I used to read The Sun religiously. I subscribed for many years and bought single copies at the Pike Street Newsstand before that. I used to catch a bus at First and Pike to my West Seattle home. I could tell you stories about those days, but that’s for another time. 

My favorite section was Sunbeams in the back. Beautiful quotes. If you know anything about me at all you know of my love for these tidbits. Sometimes, an entire book can be boiled down to a handful of quotes. Sometimes, just a single quote can hold the whole story. 

The quote I lead with here is from a poem. (You can hear it here if you like )

I don’t know what it is about those lines that stopped me in my tracks years ago. Maybe I knew that someday they would slap me in the face and take on a meaning even deeper than ever intended by the poet. I scribbled it on a piece of scratch paper and tucked it away. 

Sometimes when you read about the sudden loss of life there’s an inclination to blame someone; an instinct that is always focused outward and says that any kind of harm must bear an explanation. There must be a reason. And not just any reason, but one that we can make sense of. One that can be defined. You know, something acceptable and maybe obvious, so we can move swiftly through our grief. We don’t want to linger in that sadness. I don’t know that we ever give our grieving the time that it deserves. The time that it needs. The time we need. I need.

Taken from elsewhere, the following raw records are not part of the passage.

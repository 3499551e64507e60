//! Manuscript Monitor Core Library
//!
//! Progress monitoring and network resilience for downloads of digitized
//! manuscripts from slow or flaky library servers.
//!
//! # Architecture
//!
//! The library is organized into the following modules:
//! - [`config`] - Per-library monitoring thresholds, scoped overrides, and the
//!   continue/split/abort recommendation policy
//! - [`progress`] - Session tracking, trend analysis, lifecycle events, and the
//!   downloader integration adapter
//! - [`network`] - Circuit breaker, retry, timeouts, DNS cache, and connection
//!   pooling around every outbound request
//!
//! Construct one [`MonitoringConfig`] at startup, wrap it in `Arc`, and pass it
//! to [`ProgressMonitor::new`] and [`NetworkResilience::new`].

// Clippy lints - strict for library code
#![deny(clippy::unwrap_used)]
#![deny(clippy::expect_used)]
#![warn(clippy::pedantic)]
#![allow(clippy::module_name_repetitions)]

pub mod config;
pub mod network;
pub mod progress;

// Re-export commonly used types
pub use config::{
    ConfigError, ConfigOverrideGuard, DownloadRecommendation, LibraryConfigPatch,
    LibraryMonitoringConfig, MonitoringConfig, RecommendationAction,
};
pub use network::{
    CircuitState, NetworkError, NetworkErrorKind, NetworkResilience, RequestContext,
    ResilienceError, RetryPolicy,
};
pub use progress::{
    DownloadSession, ManuscriptDownloader, MonitorEvent, MonitorEventKind, ProgressIntegration,
    ProgressMonitor, ProgressTrend,
};
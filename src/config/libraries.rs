//! Built-in monitoring thresholds for known digital libraries.
//!
//! Values reflect observed server behavior: hosts that stall or serve very
//! large IIIF manifests get longer timeouts and lower split thresholds.

use super::LibraryMonitoringConfig;

/// Conservative settings used for libraries without a dedicated entry.
pub(crate) const DEFAULT_LIBRARY_CONFIG: LibraryMonitoringConfig =
    LibraryMonitoringConfig::new(15.0, 1.0, 1.0, 5.0, 300);

/// Built-in per-library table, keyed by normalized library name.
///
/// Base minutes budget a whole session: each is at least the per-operation
/// stall cap observed for that host (2 to 15 minutes), with a 10 minute floor.
pub(crate) const BUILTIN_LIBRARIES: &[(&str, LibraryMonitoringConfig)] = &[
    ("gallica", LibraryMonitoringConfig::new(15.0, 1.0, 2.0, 5.0, 500)),
    // Authentication redirects and very slow tile delivery
    (
        "internet_culturale",
        LibraryMonitoringConfig::new(20.0, 2.0, 1.0, 8.0, 400),
    ),
    ("manuscripta", LibraryMonitoringConfig::new(10.0, 1.5, 1.0, 5.0, 300)),
    ("nypl", LibraryMonitoringConfig::new(15.0, 1.2, 2.0, 5.0, 400)),
    // Manifests of 300KB+ and slow servers
    ("graz", LibraryMonitoringConfig::new(15.0, 2.5, 0.5, 10.0, 300)),
    ("verona", LibraryMonitoringConfig::new(15.0, 2.0, 1.0, 8.0, 300)),
    ("bdl", LibraryMonitoringConfig::new(10.0, 1.5, 1.0, 5.0, 300)),
    ("bne", LibraryMonitoringConfig::new(10.0, 1.5, 1.0, 5.0, 300)),
    // Zoomify tile stitching is slow per page
    ("morgan", LibraryMonitoringConfig::new(15.0, 2.0, 0.5, 8.0, 200)),
    ("trinity", LibraryMonitoringConfig::new(15.0, 1.5, 1.0, 6.0, 300)),
    ("loc", LibraryMonitoringConfig::new(15.0, 1.5, 1.0, 6.0, 400)),
    ("hhu", LibraryMonitoringConfig::new(15.0, 1.5, 0.8, 6.0, 300)),
    (
        "vienna_manuscripta",
        LibraryMonitoringConfig::new(10.0, 1.5, 1.0, 4.0, 300),
    ),
    (
        "mdc_catalonia",
        LibraryMonitoringConfig::new(15.0, 1.5, 1.0, 6.0, 300),
    ),
    ("arca", LibraryMonitoringConfig::new(10.0, 1.0, 2.0, 5.0, 500)),
    (
        "e_manuscripta",
        LibraryMonitoringConfig::new(15.0, 1.5, 1.0, 6.0, 300),
    ),
    ("vatican", LibraryMonitoringConfig::new(15.0, 1.2, 2.0, 5.0, 500)),
    (
        "british_library",
        LibraryMonitoringConfig::new(15.0, 1.2, 1.5, 5.0, 400),
    ),
    ("cambridge", LibraryMonitoringConfig::new(15.0, 1.2, 1.5, 5.0, 400)),
    ("florence", LibraryMonitoringConfig::new(20.0, 2.0, 1.0, 8.0, 300)),
    ("unifr", LibraryMonitoringConfig::new(10.0, 1.0, 2.0, 5.0, 500)),
];
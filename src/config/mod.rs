//! Per-library monitoring thresholds with a scoped override layer.
//!
//! This module provides [`MonitoringConfig`], the single source of monitoring
//! thresholds for every library the downloader talks to. It is constructed
//! once at startup, wrapped in `Arc`, and handed to the progress engine, the
//! timeout calculator, and the integration adapter.
//!
//! # Layers
//!
//! Lookups resolve in this order:
//! 1. Runtime overrides (installed with [`MonitoringConfig::update_library_config`])
//! 2. Built-in per-library table
//! 3. Conservative default for unrecognized libraries
//!
//! Overrides return a [`ConfigOverrideGuard`] which restores the prior value
//! when dropped, so a temporary override cannot leak into unrelated callers.
//!
//! # Example
//!
//! ```
//! use manuscript_monitor::config::{LibraryConfigPatch, MonitoringConfig};
//!
//! let config = MonitoringConfig::new();
//! let before = config.get_library_config("gallica");
//! {
//!     let _guard = config
//!         .update_library_config(
//!             "gallica",
//!             LibraryConfigPatch {
//!                 stuck_threshold_minutes: Some(0.5),
//!                 ..LibraryConfigPatch::default()
//!             },
//!         )
//!         .unwrap();
//!     assert_eq!(config.get_library_config("gallica").stuck_threshold_minutes, 0.5);
//! }
//! assert_eq!(config.get_library_config("gallica"), before);
//! ```

mod error;
mod file;
mod libraries;
mod recommendation;

use std::collections::HashMap;
use std::time::Duration;

use dashmap::DashMap;
use serde::{Deserialize, Serialize};
use tracing::{debug, info, instrument};

pub use error::ConfigError;
pub use recommendation::{DownloadRecommendation, RecommendationAction};

use libraries::{BUILTIN_LIBRARIES, DEFAULT_LIBRARY_CONFIG};

/// Monitoring thresholds for one library.
#[derive(Debug, Clone, Copy, PartialEq, Serialize, Deserialize)]
pub struct LibraryMonitoringConfig {
    /// Base session timeout before multipliers are applied.
    pub base_timeout_minutes: f64,
    /// Library-specific scaling applied to every timeout.
    pub timeout_multiplier: f64,
    /// Average speed (pages/min) under which a session counts as slow.
    pub slow_progress_threshold: f64,
    /// Minutes without an advancing snapshot before a session counts as stuck.
    pub stuck_threshold_minutes: f64,
    /// Manuscripts above this page count are candidates for splitting.
    pub auto_split_threshold_pages: u32,
}

impl LibraryMonitoringConfig {
    /// Creates a config from raw values. Use [`validate`](Self::validate) before trusting input.
    #[must_use]
    pub const fn new(
        base_timeout_minutes: f64,
        timeout_multiplier: f64,
        slow_progress_threshold: f64,
        stuck_threshold_minutes: f64,
        auto_split_threshold_pages: u32,
    ) -> Self {
        Self {
            base_timeout_minutes,
            timeout_multiplier,
            slow_progress_threshold,
            stuck_threshold_minutes,
            auto_split_threshold_pages,
        }
    }

    /// Stuck threshold as a [`Duration`].
    #[must_use]
    pub fn stuck_threshold(&self) -> Duration {
        minutes_to_duration(self.stuck_threshold_minutes)
    }

    /// Session timeout for a manuscript with the given page-count multiplier.
    ///
    /// `base_timeout_minutes * timeout_multiplier * page_count_multiplier` minutes.
    #[must_use]
    pub fn effective_timeout(&self, page_count_multiplier: u32) -> Duration {
        minutes_to_duration(
            self.base_timeout_minutes * self.timeout_multiplier * f64::from(page_count_multiplier),
        )
    }

    /// Checks that every threshold is finite and strictly positive.
    ///
    /// # Errors
    ///
    /// Returns [`ConfigError::InvalidValue`] naming the first offending field.
    pub fn validate(&self, library: &str) -> Result<(), ConfigError> {
        validate_positive(library, "base_timeout_minutes", self.base_timeout_minutes)?;
        validate_positive(library, "timeout_multiplier", self.timeout_multiplier)?;
        validate_positive(
            library,
            "slow_progress_threshold",
            self.slow_progress_threshold,
        )?;
        validate_positive(
            library,
            "stuck_threshold_minutes",
            self.stuck_threshold_minutes,
        )?;
        if self.auto_split_threshold_pages == 0 {
            return Err(ConfigError::invalid_value(
                library,
                "auto_split_threshold_pages",
                self.auto_split_threshold_pages,
                "an integer >= 1",
            ));
        }
        Ok(())
    }
}

fn validate_positive(library: &str, field: &'static str, value: f64) -> Result<(), ConfigError> {
    if value.is_finite() && value > 0.0 {
        Ok(())
    } else {
        Err(ConfigError::invalid_value(
            library,
            field,
            value,
            "a finite number > 0",
        ))
    }
}

fn minutes_to_duration(minutes: f64) -> Duration {
    Duration::try_from_secs_f64(minutes * 60.0).unwrap_or(Duration::MAX)
}

/// Partial update for a [`LibraryMonitoringConfig`]; `None` fields keep their current value.
#[derive(Debug, Clone, Copy, Default, PartialEq, Serialize, Deserialize)]
#[serde(default, deny_unknown_fields)]
pub struct LibraryConfigPatch {
    pub base_timeout_minutes: Option<f64>,
    pub timeout_multiplier: Option<f64>,
    pub slow_progress_threshold: Option<f64>,
    pub stuck_threshold_minutes: Option<f64>,
    pub auto_split_threshold_pages: Option<u32>,
}

impl LibraryConfigPatch {
    /// Returns `base` with every `Some` field of this patch applied.
    #[must_use]
    pub fn apply(&self, base: LibraryMonitoringConfig) -> LibraryMonitoringConfig {
        LibraryMonitoringConfig {
            base_timeout_minutes: self
                .base_timeout_minutes
                .unwrap_or(base.base_timeout_minutes),
            timeout_multiplier: self.timeout_multiplier.unwrap_or(base.timeout_multiplier),
            slow_progress_threshold: self
                .slow_progress_threshold
                .unwrap_or(base.slow_progress_threshold),
            stuck_threshold_minutes: self
                .stuck_threshold_minutes
                .unwrap_or(base.stuck_threshold_minutes),
            auto_split_threshold_pages: self
                .auto_split_threshold_pages
                .unwrap_or(base.auto_split_threshold_pages),
        }
    }
}

impl From<LibraryMonitoringConfig> for LibraryConfigPatch {
    fn from(config: LibraryMonitoringConfig) -> Self {
        Self {
            base_timeout_minutes: Some(config.base_timeout_minutes),
            timeout_multiplier: Some(config.timeout_multiplier),
            slow_progress_threshold: Some(config.slow_progress_threshold),
            stuck_threshold_minutes: Some(config.stuck_threshold_minutes),
            auto_split_threshold_pages: Some(config.auto_split_threshold_pages),
        }
    }
}

/// Effective monitoring settings for one manuscript download.
#[derive(Debug, Clone, PartialEq, Serialize)]
pub struct GeneratedMonitoringConfig {
    /// Normalized library name.
    pub library: String,
    /// Page count the settings were generated for.
    pub total_pages: u32,
    /// Library thresholds in effect at generation time.
    pub config: LibraryMonitoringConfig,
    /// Step multiplier derived from `total_pages`.
    pub page_count_multiplier: u32,
    /// Session timeout after all multipliers.
    pub effective_timeout: Duration,
}

/// Step function scaling timeouts by manuscript size.
///
/// | Pages | Multiplier |
/// |-------|------------|
/// | ≤ 100 | 1 |
/// | ≤ 300 | 2 |
/// | ≤ 450 | 3 |
/// | ≤ 700 | 4 |
/// | > 700 | 5 |
#[must_use]
pub fn page_count_multiplier(total_pages: u32) -> u32 {
    match total_pages {
        0..=100 => 1,
        101..=300 => 2,
        301..=450 => 3,
        451..=700 => 4,
        _ => 5,
    }
}

/// Normalizes a library identifier: trimmed, lower-case, `-`, `.` and spaces mapped to `_`.
///
/// ```
/// use manuscript_monitor::config::normalize_library;
///
/// assert_eq!(normalize_library("Internet-Culturale"), "internet_culturale");
/// assert_eq!(normalize_library("manuscripta.se"), "manuscripta_se");
/// ```
#[must_use]
pub fn normalize_library(library: &str) -> String {
    library
        .trim()
        .chars()
        .map(|c| match c {
            '-' | '.' | ' ' => '_',
            other => other.to_ascii_lowercase(),
        })
        .collect()
}

/// Process-wide library monitoring configuration.
///
/// Built-in values are immutable; runtime changes live in a separate override
/// layer backed by `DashMap` so lookups never block session updates.
#[derive(Debug)]
pub struct MonitoringConfig {
    default: LibraryMonitoringConfig,
    builtin: HashMap<String, LibraryMonitoringConfig>,
    overrides: DashMap<String, LibraryMonitoringConfig>,
}

impl Default for MonitoringConfig {
    fn default() -> Self {
        Self::new()
    }
}

impl MonitoringConfig {
    /// Creates the config with the built-in library table and no overrides.
    #[must_use]
    pub fn new() -> Self {
        let builtin = BUILTIN_LIBRARIES
            .iter()
            .map(|(name, config)| ((*name).to_string(), *config))
            .collect();
        Self {
            default: DEFAULT_LIBRARY_CONFIG,
            builtin,
            overrides: DashMap::new(),
        }
    }

    /// Returns the conservative config applied to unrecognized libraries.
    #[must_use]
    pub fn default_config(&self) -> LibraryMonitoringConfig {
        self.default
    }

    /// Names of libraries with a dedicated built-in entry, sorted.
    #[must_use]
    pub fn known_libraries(&self) -> Vec<String> {
        let mut names: Vec<String> = self.builtin.keys().cloned().collect();
        names.sort();
        names
    }

    /// Returns the effective config for `library`, falling back to the default.
    #[must_use]
    pub fn get_library_config(&self, library: &str) -> LibraryMonitoringConfig {
        let key = normalize_library(library);
        if let Some(entry) = self.overrides.get(&key) {
            return *entry;
        }
        self.builtin.get(&key).copied().unwrap_or(self.default)
    }

    /// Merges `patch` over the current effective config for `library`.
    ///
    /// The override is effective immediately for newly created sessions.
    /// Sessions created earlier keep the timeout computed at their creation.
    ///
    /// # Errors
    ///
    /// Returns [`ConfigError::InvalidValue`] if the merged config is invalid;
    /// state is left untouched in that case.
    #[instrument(skip(self, patch), fields(library = %library))]
    pub fn update_library_config(
        &self,
        library: &str,
        patch: LibraryConfigPatch,
    ) -> Result<ConfigOverrideGuard<'_>, ConfigError> {
        let key = normalize_library(library);
        let merged = patch.apply(self.get_library_config(&key));
        merged.validate(&key)?;

        let previous = self.overrides.insert(key.clone(), merged);
        debug!(?merged, had_previous = previous.is_some(), "library config overridden");

        Ok(ConfigOverrideGuard {
            config: self,
            library: key,
            previous,
            active: true,
        })
    }

    /// Drops every runtime override for `library`, reverting to the built-in value.
    pub fn clear_override(&self, library: &str) -> bool {
        self.overrides.remove(&normalize_library(library)).is_some()
    }

    /// Generates the effective monitoring settings for a manuscript.
    #[must_use]
    pub fn generate_monitoring_config(
        &self,
        library: &str,
        total_pages: u32,
    ) -> GeneratedMonitoringConfig {
        let config = self.get_library_config(library);
        let multiplier = page_count_multiplier(total_pages);
        GeneratedMonitoringConfig {
            library: normalize_library(library),
            total_pages,
            config,
            page_count_multiplier: multiplier,
            effective_timeout: config.effective_timeout(multiplier),
        }
    }

    fn install_persistent(&self, library: String, config: LibraryMonitoringConfig) {
        info!(library = %library, ?config, "installing library config override");
        self.overrides.insert(library, config);
    }
}

/// Restores a library's previous override state when dropped.
///
/// Returned by [`MonitoringConfig::update_library_config`]. Call
/// [`persist`](Self::persist) to keep the override for the process lifetime.
#[must_use = "dropping the guard immediately restores the previous config"]
#[derive(Debug)]
pub struct ConfigOverrideGuard<'a> {
    config: &'a MonitoringConfig,
    library: String,
    previous: Option<LibraryMonitoringConfig>,
    active: bool,
}

impl ConfigOverrideGuard<'_> {
    /// Normalized name of the overridden library.
    #[must_use]
    pub fn library(&self) -> &str {
        &self.library
    }

    /// Keeps the override in place after the guard goes away.
    pub fn persist(mut self) {
        self.active = false;
    }

    /// Restores the previous value now.
    pub fn restore(self) {
        drop(self);
    }
}

impl Drop for ConfigOverrideGuard<'_> {
    fn drop(&mut self) {
        if !self.active {
            return;
        }
        match self.previous.take() {
            Some(previous) => {
                self.config.overrides.insert(self.library.clone(), previous);
            }
            None => {
                self.config.overrides.remove(&self.library);
            }
        }
        debug!(library = %self.library, "library config override restored");
    }
}
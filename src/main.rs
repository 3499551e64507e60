//! CLI entry point for the manuscript monitor tool.

use std::io;
use std::sync::Arc;
use std::time::Duration;

use anyhow::{Context, Result};
use async_trait::async_trait;
use clap::Parser;
use indicatif::{ProgressBar, ProgressStyle};
use manuscript_monitor::network::{NetworkResilience, RequestContext, RetryPolicy};
use manuscript_monitor::progress::{
    DownloadOptions, EnhancedProgress, ManuscriptDownloader, MonitoredDownloadOptions,
    ProgressTick,
};
use manuscript_monitor::{
    MonitorEvent, MonitorEventKind, MonitoringConfig, ProgressIntegration, ProgressMonitor,
};
use tracing::{debug, info, warn};

mod cli;

use cli::{Args, Command};

#[tokio::main]
async fn main() -> Result<()> {
    // Parse CLI arguments first (before tracing, so --help works without logs)
    let args = Args::parse();

    // Priority: RUST_LOG env var > quiet flag > verbose flag > default (info)
    let default_level = if args.quiet {
        "error"
    } else {
        match args.verbose {
            0 => "info",
            1 => "debug",
            _ => "trace",
        }
    };

    let filter = tracing_subscriber::EnvFilter::try_from_default_env()
        .unwrap_or_else(|_| tracing_subscriber::EnvFilter::new(default_level));

    // Logs on stderr keep stdout clean for command output.
    tracing_subscriber::fmt()
        .with_env_filter(filter)
        .with_writer(io::stderr)
        .init();

    debug!(?args, "CLI arguments parsed");

    let config = Arc::new(MonitoringConfig::new());
    if let Some(path) = &args.config {
        let installed = config
            .load_overrides_from_file(path)
            .with_context(|| format!("failed to load config overrides from {}", path.display()))?;
        info!(installed, path = %path.display(), "config overrides loaded");
    }

    match args.command {
        Command::Config {
            library,
            pages,
            json,
        } => show_config(&config, &library, pages, json),
        Command::Recommend {
            library,
            pages,
            progress,
            speed,
            eta,
        } => {
            recommend(&config, &library, pages, progress, speed, eta);
            Ok(())
        }
        Command::Fetch {
            urls,
            library,
            max_attempts,
            rate_limit,
            health,
        } => {
            let network = NetworkResilience::builder(Arc::clone(&config))
                .retry_policy(RetryPolicy::with_max_attempts(u32::from(max_attempts)))
                .min_request_interval(Duration::from_millis(rate_limit))
                .build();
            fetch(config, &network, &urls, &library, args.quiet).await?;
            if health {
                println!("{}", serde_json::to_string_pretty(&network.health_snapshot())?);
            }
            Ok(())
        }
    }
}

fn show_config(config: &MonitoringConfig, library: &str, pages: u32, json: bool) -> Result<()> {
    let generated = config.generate_monitoring_config(library, pages);
    if json {
        println!("{}", serde_json::to_string_pretty(&generated)?);
        return Ok(());
    }

    let c = &generated.config;
    println!("library: {}", generated.library);
    println!("base_timeout_minutes: {}", c.base_timeout_minutes);
    println!("timeout_multiplier: {}", c.timeout_multiplier);
    println!("slow_progress_threshold: {}", c.slow_progress_threshold);
    println!("stuck_threshold_minutes: {}", c.stuck_threshold_minutes);
    println!("auto_split_threshold_pages: {}", c.auto_split_threshold_pages);
    println!("page_count_multiplier: {}", generated.page_count_multiplier);
    println!(
        "effective_timeout_minutes: {:.1}",
        generated.effective_timeout.as_secs_f64() / 60.0
    );
    Ok(())
}

fn recommend(
    config: &MonitoringConfig,
    library: &str,
    pages: u32,
    progress: u32,
    speed: f64,
    eta: Option<f64>,
) {
    let recommendation = config.get_download_recommendation(library, pages, progress, speed, eta);
    println!("{}: {}", recommendation.action.as_str(), recommendation.reason);
    if recommendation.slow_warning {
        println!("warning: progress is below the slow threshold for {library}");
    }
}

/// Fetches a batch of URLs in order, reporting one page per successful fetch.
struct BatchFetcher<'a> {
    network: &'a NetworkResilience,
    urls: &'a [String],
    ctx: RequestContext,
    bar: ProgressBar,
}

#[async_trait]
impl<'a> ManuscriptDownloader for BatchFetcher<'a> {
    type Output = u32;
    type Error = anyhow::Error;

    async fn download_manuscript(&self, _url: &str, options: DownloadOptions) -> Result<u32> {
        let total = u32::try_from(self.urls.len()).context("too many URLs")?;
        let mut fetched = 0_u32;
        for url in self.urls {
            self.bar.set_message(url.clone());
            match self.network.fetch_bytes(url, &self.ctx).await {
                Ok(body) => {
                    fetched += 1;
                    info!(url = %url, bytes = body.len(), "fetched");
                    if let Some(on_progress) = &options.on_progress {
                        on_progress(ProgressTick::new(fetched, total, "downloading"));
                    }
                }
                Err(error) => {
                    warn!(url = %url, error = %error, "fetch failed");
                    self.bar.suspend(|| {
                        eprintln!("{url}: {}", error.user_message());
                        eprintln!("  {}", error.suggested_action());
                    });
                }
            }
            self.bar.inc(1);
        }
        self.bar.finish_and_clear();

        println!("fetched {fetched} of {total} URLs");
        if fetched < total {
            anyhow::bail!("{} of {total} URLs failed", total - fetched);
        }
        Ok(fetched)
    }
}

async fn fetch(
    config: Arc<MonitoringConfig>,
    network: &NetworkResilience,
    urls: &[String],
    library: &str,
    quiet: bool,
) -> Result<()> {
    let first = urls.first().context("no URLs to fetch")?;
    let total = u32::try_from(urls.len()).context("too many URLs")?;

    let integration = ProgressIntegration::new(ProgressMonitor::new(config));
    let monitor = integration.monitor();
    monitor.on(
        MonitorEventKind::StuckDetected,
        Arc::new(|event: &MonitorEvent| {
            if let MonitorEvent::StuckDetected { stalled_for, .. } = event {
                warn!(stalled_secs = stalled_for.as_secs(), "no progress, download looks stuck");
            }
        }),
    );
    monitor.on(
        MonitorEventKind::Timeout,
        Arc::new(|event: &MonitorEvent| {
            if let MonitorEvent::Timeout { elapsed, .. } = event {
                warn!(elapsed_secs = elapsed.as_secs(), "download exceeded its timeout");
            }
        }),
    );

    let bar = if quiet {
        ProgressBar::hidden()
    } else {
        let bar = ProgressBar::new(u64::from(total));
        bar.set_style(
            ProgressStyle::with_template("{spinner} [{bar:30}] {pos}/{len} {prefix} {msg}")
                .unwrap_or_else(|_| ProgressStyle::default_bar()),
        );
        bar.enable_steady_tick(Duration::from_millis(100));
        bar
    };

    let status_bar = bar.clone();
    let options = MonitoredDownloadOptions {
        on_progress: Some(Arc::new(move |progress: EnhancedProgress| {
            let eta = progress
                .estimated_time_remaining
                .map_or_else(|| "eta ?".to_string(), |minutes| format!("eta {minutes:.1}m"));
            let flag = if progress.is_stuck {
                " stuck"
            } else if progress.is_slow {
                " slow"
            } else {
                ""
            };
            status_bar.set_prefix(format!("{:.1} p/min {eta}{flag}", progress.average_speed));
        })),
        ..MonitoredDownloadOptions::default()
    };

    let fetcher = BatchFetcher {
        network,
        urls,
        ctx: RequestContext::for_library(library, total),
        bar,
    };
    let result = integration
        .wrap_download_manuscript(&fetcher, first, library, total, options)
        .await;
    monitor.shutdown();
    result.map(|_| ())
}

46 days ago I lost a friend. I don’t know the story of my blog readers here, but I’ll share that for me, finding new friends is hard. Truth is, I’m kinda shitty at it. Not for lack of trying, but maybe the opposite. I suppose it comes naturally for some. I don’t have that gift. 

Di and I met through her boyfriend (whom I’ve known for ages). We texted, messaged and shared our love of hiking through words and photos for a couple years before we ever hit the trail together. I admired her courage and moxie when hiking solo. I learned about trails and gear and backpacking. She used to tell me there was absolutely nothing that compared with sleeping under the stars. And I believed her. 

I didn’t know her well, but we had started sharing more since I retired and had more available time. This was going to be an epic summer. The last photo I took of her was the one that will always stay in my mind. She was in her hammock … her happy place. 

On the way home on that blue-sky hammock day, the last day I’d ever see her, we chased eagles across Bow and Edison. I remember trying to focus on the driving, but my eyes were scanning the leafless trees for that bold silhoutte in the branches. We watched and talked and drove. I’ve tried to replay that conversation in my mind a hundred times. 

I try brushing it off. We didn’t know each other that well and we were just beginning to learn new things. How could I have known something was not right ? Would I have known it even if I’d heard it ? 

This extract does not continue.